Année Université 2013-2014
Université Jean Moulin Lyon III - Faculté
de Droit
Master II Droit des Affaires, Mention Droit des Entreprises,
Spécialité Droit de la Propriété
Intellectuelle
L'auteur-interprète à l'ère
numérique : Applications et évolutions
Mémoire soutenu par Charles PAGE
sous la direction de
Monsieur Nicolas BOUCHE, Directeur du Master Droit de la
Propriété Intellectuelle Madame Anne-Emmanuelle KHAN, Directrice
du Mémoire
Remerciements
Je tiens à remercier avant tout,
Monsieur le Maître de conférences Nicolas Bouche,
pour m'avoir permis d'intégrer ce Master II d'étude de la
Propriété Intellectuelle et son plaisir non dissimulé de
transmettre son savoir à ses étudiants. Madame Anne-Emmanuelle
Khan, pour ses conseils avisés, son engouement pour la culture
artistique, et la qualité de son enseignement.
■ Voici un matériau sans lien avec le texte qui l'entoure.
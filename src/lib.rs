pub mod board;
pub mod cli;
pub mod error;
pub mod evaluation;
pub mod fen;
pub mod game_state;
pub mod movegen;
pub mod pgn;
pub mod piece;
pub mod search;

pub use board::{Board, Square};
pub use error::{ChessError, ChessResult};
pub use evaluation::{evaluate, Evaluator};
pub use game_state::{perft, GameState, GameStatus};
pub use movegen::Move;
pub use piece::{Color, Piece, PieceType};
pub use search::{choose_best_move, Search, SearchConfig, SearchReport};
use std::fmt;

#[derive(Debug, Clone, Copy, PartialEq, Eq, Hash)]
pub enum Color {
    White,
    Black,
}

impl Color {
    pub fn opposite(&self) -> Color {
        match self {
            Color::White => Color::Black,
            Color::Black => Color::White,
        }
    }

    /// Row delta of a pawn push: White advances towards row 0.
    pub fn forward(&self) -> i8 {
        match self {
            Color::White => -1,
            Color::Black => 1,
        }
    }

    pub fn back_rank(&self) -> u8 {
        match self {
            Color::White => 7,
            Color::Black => 0,
        }
    }

    pub fn pawn_start_row(&self) -> u8 {
        match self {
            Color::White => 6,
            Color::Black => 1,
        }
    }
}

impl fmt::Display for Color {
    fn fmt(&self, f: &mut fmt::Formatter) -> fmt::Result {
        match self {
            Color::White => write!(f, "White"),
            Color::Black => write!(f, "Black"),
        }
    }
}

#[derive(Debug, Clone, Copy, PartialEq, Eq, Hash)]
pub enum PieceType {
    Pawn,
    Knight,
    Bishop,
    Rook,
    Queen,
    King,
}

impl PieceType {
    pub const PROMOTIONS: [PieceType; 4] = [
        PieceType::Queen,
        PieceType::Rook,
        PieceType::Bishop,
        PieceType::Knight,
    ];

    pub fn letter(&self) -> char {
        match self {
            PieceType::Pawn => 'P',
            PieceType::Knight => 'N',
            PieceType::Bishop => 'B',
            PieceType::Rook => 'R',
            PieceType::Queen => 'Q',
            PieceType::King => 'K',
        }
    }

    pub fn from_letter(letter: char) -> Option<PieceType> {
        match letter.to_ascii_uppercase() {
            'P' => Some(PieceType::Pawn),
            'N' => Some(PieceType::Knight),
            'B' => Some(PieceType::Bishop),
            'R' => Some(PieceType::Rook),
            'Q' => Some(PieceType::Queen),
            'K' => Some(PieceType::King),
            _ => None,
        }
    }
}

/// A piece on the board. `has_moved` only matters for castling eligibility.
#[derive(Debug, Clone, Copy, PartialEq, Eq, Hash)]
pub struct Piece {
    pub color: Color,
    pub kind: PieceType,
    pub has_moved: bool,
}

impl Piece {
    pub fn new(color: Color, kind: PieceType) -> Self {
        Self {
            color,
            kind,
            has_moved: false,
        }
    }

    /// Uppercase for White, lowercase for Black.
    pub fn symbol(&self) -> char {
        let letter = self.kind.letter();
        match self.color {
            Color::White => letter,
            Color::Black => letter.to_ascii_lowercase(),
        }
    }

    pub fn from_symbol(symbol: char) -> Option<Piece> {
        let kind = PieceType::from_letter(symbol)?;
        let color = if symbol.is_ascii_uppercase() {
            Color::White
        } else {
            Color::Black
        };
        Some(Piece::new(color, kind))
    }
}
Je remercie également mes parents et leur regard
critique sur cette étude, et Mathilde Besnard, pour tous les
encouragements et conseils qu'elle m'a prodigué au cours de cette
année.
Sommaire
Introduction 4
Titre I - L'application délicate des droits
d'auteur sur
Internet 11
Chapitre 1 : Des phénomènes majeurs
difficilement appréhendables 12
Section 1 : L'incontrôlable phénomène du
téléchargement pair-a-pair 12
Section 2 : L'épineuse question du streaming 19
Chapitre 2 : Des solutions contemporaines insuffisantes 24
Section 1 : La réponse apportée par les mesures
techniques de protection 24
Section 2 : La réponse apportée par l'offre
légale 28
Titre II - Une modification sous-estimée des rapports
entre acteurs 33
Chapitre 1 : Des rapports auteur-producteur bouleversés
34
Section 1 : Une situation classiquement monopolistique des
majors 35
Section 2 : Un déclin annoncé de la figure
classique du producteur 37
Chapitre 2 : Des rapports auteur-public encouragés
39
Section 1 : L'Internet en faveur d'un rapport direct 40
Section 2 : Le public, au centre d'un nouveau modèle
économique ? 41
Conclusion 44
1
« La musique seule a une place dans le monde actuel,
précisément parce qu'elle ne prétend pas dire des choses
déterminées »
Mikhaïl Bakounine
1. Le droit de la propriété littéraire
et artistique a cet intérêt si particulier
d'être étroitement lié à la création,
à l'esthétique et à la culture. Parmi les nombreuses
déclinaisons de ce que l'on définit comme artistique, la musique
apparaît être l'expression la plus sensible de l'art. Tout un
chacun est sensible à la musicalité, sans considération de
son âge, origine, classe sociale ou personnalité1.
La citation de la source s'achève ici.